::: Stored data :::

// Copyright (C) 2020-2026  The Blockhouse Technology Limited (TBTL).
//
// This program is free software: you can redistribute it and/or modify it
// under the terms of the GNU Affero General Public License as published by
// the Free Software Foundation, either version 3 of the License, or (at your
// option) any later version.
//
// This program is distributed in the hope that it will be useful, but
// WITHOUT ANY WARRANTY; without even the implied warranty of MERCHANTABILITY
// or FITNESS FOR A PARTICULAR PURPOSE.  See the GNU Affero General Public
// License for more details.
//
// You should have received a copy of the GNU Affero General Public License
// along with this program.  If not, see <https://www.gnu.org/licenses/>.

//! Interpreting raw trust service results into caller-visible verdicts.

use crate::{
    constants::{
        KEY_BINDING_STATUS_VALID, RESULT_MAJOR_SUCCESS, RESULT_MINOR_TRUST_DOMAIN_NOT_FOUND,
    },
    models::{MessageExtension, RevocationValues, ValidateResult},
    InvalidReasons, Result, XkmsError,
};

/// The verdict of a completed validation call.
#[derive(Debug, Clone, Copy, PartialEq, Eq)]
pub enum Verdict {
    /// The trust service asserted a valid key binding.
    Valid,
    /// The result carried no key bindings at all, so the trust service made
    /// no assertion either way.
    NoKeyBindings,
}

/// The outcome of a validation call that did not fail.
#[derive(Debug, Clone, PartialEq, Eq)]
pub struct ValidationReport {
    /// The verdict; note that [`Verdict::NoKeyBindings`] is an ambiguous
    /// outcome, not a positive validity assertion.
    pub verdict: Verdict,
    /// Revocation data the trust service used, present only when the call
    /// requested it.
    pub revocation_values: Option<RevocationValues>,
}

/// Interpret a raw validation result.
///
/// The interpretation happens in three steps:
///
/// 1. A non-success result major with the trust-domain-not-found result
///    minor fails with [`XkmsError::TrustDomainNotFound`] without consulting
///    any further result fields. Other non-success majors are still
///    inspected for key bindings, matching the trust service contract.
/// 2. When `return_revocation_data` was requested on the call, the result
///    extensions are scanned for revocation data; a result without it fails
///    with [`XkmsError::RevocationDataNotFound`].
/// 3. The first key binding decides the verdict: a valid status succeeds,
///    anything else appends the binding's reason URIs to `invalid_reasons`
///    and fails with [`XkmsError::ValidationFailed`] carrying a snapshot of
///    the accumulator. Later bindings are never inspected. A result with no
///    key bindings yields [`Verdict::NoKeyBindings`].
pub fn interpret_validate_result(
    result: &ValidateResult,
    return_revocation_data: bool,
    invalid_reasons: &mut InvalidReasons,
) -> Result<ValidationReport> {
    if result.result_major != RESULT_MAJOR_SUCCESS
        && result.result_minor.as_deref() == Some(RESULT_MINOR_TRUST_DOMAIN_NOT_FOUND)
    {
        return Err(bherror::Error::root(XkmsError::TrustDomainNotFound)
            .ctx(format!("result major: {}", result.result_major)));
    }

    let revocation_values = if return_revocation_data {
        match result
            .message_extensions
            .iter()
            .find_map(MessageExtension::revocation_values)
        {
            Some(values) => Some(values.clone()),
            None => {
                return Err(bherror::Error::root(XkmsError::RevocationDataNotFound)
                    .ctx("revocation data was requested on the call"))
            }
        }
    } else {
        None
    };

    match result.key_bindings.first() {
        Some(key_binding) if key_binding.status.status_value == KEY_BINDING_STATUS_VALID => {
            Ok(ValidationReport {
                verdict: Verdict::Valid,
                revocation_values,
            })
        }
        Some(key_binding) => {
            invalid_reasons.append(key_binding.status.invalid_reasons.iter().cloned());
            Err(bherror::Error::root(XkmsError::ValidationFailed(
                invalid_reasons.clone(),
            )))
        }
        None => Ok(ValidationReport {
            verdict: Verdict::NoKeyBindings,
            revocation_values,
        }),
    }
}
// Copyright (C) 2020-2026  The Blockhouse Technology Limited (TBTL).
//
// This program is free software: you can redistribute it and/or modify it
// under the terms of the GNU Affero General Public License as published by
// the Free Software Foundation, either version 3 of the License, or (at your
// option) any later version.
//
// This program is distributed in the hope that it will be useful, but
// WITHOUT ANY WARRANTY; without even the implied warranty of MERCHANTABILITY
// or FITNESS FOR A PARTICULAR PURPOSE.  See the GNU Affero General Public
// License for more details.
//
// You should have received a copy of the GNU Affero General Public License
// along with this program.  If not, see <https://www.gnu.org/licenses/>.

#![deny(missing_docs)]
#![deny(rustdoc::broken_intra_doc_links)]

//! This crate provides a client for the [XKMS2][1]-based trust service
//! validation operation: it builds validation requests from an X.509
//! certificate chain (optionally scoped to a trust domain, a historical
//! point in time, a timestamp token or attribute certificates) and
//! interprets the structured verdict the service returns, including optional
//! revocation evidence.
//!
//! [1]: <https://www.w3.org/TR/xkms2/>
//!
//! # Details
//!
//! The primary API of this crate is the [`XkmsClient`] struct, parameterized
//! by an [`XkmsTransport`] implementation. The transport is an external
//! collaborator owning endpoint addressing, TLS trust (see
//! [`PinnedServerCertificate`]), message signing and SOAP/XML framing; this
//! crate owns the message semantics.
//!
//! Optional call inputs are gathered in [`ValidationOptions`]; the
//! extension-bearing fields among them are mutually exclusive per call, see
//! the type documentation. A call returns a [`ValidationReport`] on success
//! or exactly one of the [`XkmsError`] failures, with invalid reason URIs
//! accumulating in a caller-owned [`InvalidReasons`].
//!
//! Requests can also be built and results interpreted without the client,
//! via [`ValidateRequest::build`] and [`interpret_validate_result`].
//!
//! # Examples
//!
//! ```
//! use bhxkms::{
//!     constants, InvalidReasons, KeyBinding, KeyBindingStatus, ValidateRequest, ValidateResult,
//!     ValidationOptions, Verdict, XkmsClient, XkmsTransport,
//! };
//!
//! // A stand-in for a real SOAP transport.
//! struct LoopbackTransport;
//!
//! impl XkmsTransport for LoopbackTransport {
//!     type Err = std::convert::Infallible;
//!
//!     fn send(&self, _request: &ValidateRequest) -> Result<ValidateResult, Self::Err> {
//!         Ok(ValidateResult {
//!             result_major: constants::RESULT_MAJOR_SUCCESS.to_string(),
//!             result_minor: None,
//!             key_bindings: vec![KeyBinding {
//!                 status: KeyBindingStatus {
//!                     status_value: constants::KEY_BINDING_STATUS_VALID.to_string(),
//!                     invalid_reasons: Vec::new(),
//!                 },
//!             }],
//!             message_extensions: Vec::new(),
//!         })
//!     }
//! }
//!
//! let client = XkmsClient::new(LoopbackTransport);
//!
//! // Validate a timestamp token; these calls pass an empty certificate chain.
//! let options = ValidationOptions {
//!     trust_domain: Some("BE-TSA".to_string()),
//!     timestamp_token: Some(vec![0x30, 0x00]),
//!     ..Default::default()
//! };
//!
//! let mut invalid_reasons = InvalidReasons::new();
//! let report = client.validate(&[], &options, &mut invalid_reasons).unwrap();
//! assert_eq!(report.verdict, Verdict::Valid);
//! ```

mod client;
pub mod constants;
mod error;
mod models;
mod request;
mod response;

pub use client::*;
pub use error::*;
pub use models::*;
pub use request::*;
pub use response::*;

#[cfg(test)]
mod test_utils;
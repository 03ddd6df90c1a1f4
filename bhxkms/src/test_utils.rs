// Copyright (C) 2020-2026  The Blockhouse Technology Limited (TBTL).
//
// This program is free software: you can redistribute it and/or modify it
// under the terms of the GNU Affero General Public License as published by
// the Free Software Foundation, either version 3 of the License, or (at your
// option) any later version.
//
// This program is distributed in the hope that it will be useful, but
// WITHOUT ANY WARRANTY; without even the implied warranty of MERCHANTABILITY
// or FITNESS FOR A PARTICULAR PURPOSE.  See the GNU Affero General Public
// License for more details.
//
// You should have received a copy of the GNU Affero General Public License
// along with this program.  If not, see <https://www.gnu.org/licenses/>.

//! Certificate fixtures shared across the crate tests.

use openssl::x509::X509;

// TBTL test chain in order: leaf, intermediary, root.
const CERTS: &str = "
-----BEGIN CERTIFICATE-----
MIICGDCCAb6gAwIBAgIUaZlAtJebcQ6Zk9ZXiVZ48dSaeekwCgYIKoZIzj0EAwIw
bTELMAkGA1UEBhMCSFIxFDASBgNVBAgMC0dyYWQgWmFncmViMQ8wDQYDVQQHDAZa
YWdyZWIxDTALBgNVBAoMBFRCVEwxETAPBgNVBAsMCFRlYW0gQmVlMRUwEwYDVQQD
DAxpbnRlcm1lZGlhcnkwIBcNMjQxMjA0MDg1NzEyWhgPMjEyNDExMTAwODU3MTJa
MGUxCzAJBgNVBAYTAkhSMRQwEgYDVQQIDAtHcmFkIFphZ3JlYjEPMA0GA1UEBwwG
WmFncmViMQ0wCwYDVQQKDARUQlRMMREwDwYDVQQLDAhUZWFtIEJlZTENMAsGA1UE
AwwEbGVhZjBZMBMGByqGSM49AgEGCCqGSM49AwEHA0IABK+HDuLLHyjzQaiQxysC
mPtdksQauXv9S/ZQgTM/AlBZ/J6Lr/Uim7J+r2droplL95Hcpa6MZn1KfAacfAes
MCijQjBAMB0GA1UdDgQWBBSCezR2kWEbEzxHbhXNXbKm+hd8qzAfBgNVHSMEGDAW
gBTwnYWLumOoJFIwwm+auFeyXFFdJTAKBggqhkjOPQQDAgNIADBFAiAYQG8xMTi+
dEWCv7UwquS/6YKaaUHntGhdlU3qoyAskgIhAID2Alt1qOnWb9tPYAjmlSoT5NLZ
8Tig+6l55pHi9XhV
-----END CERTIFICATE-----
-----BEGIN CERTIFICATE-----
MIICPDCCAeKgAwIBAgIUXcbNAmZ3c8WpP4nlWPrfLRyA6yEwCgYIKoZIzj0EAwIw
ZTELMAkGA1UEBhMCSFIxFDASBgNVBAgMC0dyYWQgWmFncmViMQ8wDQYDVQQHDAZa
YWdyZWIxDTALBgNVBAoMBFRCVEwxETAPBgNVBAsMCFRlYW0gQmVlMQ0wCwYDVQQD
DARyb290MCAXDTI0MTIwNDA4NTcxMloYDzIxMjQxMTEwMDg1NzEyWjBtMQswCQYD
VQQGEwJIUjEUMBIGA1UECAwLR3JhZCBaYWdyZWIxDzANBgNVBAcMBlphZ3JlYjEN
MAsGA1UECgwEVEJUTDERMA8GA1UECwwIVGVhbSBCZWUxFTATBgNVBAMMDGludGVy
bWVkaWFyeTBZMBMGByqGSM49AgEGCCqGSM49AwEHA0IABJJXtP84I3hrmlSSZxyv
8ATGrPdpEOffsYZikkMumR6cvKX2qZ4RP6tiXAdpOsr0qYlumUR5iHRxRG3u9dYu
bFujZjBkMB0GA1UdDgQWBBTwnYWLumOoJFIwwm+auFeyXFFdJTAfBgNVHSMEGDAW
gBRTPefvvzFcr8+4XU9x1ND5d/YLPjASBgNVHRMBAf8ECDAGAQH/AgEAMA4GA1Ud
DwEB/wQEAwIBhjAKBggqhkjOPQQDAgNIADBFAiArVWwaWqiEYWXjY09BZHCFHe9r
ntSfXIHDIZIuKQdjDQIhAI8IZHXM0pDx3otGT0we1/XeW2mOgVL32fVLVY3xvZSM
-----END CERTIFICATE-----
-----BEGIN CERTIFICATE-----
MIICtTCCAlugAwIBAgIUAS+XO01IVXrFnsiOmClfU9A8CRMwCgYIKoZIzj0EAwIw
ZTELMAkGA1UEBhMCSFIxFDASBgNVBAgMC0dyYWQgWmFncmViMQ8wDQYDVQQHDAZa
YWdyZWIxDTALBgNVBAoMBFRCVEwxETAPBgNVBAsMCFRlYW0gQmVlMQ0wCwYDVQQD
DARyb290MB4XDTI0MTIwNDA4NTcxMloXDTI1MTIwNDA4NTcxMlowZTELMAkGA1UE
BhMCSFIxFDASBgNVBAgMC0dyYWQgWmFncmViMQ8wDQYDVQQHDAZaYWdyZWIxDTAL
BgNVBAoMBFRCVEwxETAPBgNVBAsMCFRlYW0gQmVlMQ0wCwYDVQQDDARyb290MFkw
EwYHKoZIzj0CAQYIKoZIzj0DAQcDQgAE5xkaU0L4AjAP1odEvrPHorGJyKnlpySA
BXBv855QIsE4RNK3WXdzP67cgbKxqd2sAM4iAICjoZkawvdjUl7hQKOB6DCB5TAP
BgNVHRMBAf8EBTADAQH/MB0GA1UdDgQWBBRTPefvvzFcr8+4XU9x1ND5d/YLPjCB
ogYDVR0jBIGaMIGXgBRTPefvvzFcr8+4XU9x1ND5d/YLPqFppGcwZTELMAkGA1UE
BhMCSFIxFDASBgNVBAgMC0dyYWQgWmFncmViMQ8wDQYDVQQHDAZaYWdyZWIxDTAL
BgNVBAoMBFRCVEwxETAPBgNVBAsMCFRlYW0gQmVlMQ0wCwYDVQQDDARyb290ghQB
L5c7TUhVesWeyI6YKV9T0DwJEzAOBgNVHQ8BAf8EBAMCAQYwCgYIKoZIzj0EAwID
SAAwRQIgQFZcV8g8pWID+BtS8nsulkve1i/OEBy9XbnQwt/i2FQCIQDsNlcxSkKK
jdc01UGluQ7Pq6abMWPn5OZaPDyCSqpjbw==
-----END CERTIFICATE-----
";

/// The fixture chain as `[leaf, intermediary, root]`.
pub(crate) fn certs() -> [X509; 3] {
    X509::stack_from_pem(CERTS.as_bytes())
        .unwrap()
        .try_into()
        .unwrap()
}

:::

### Task details
The reply should consist solely of the lines above from the one that has "filename bhxkms/src/test_utils.rs" through the one that has "use openssl::x509::X509;", reproduced exactly.

### Solution to the exercise
filename bhxkms/src/test_utils.rs
// Copyright (C) 2020-2026  The Blockhouse Technology Limited (TBTL).
//
// This program is free software: you can redistribute it and/or modify it
// under the terms of the GNU Affero General Public License as published by
// the Free Software Foundation, either version 3 of the License, or (at your
// option) any later version.
//
// This program is distributed in the hope that it will be useful, but
// WITHOUT ANY WARRANTY; without even the implied warranty of MERCHANTABILITY
// or FITNESS FOR A PARTICULAR PURPOSE.  See the GNU Affero General Public
// License for more details.
//
// You should have received a copy of the GNU Affero General Public License
// along with this program.  If not, see <https://www.gnu.org/licenses/>.

//! Certificate fixtures shared across the crate tests.

use openssl::x509::X509;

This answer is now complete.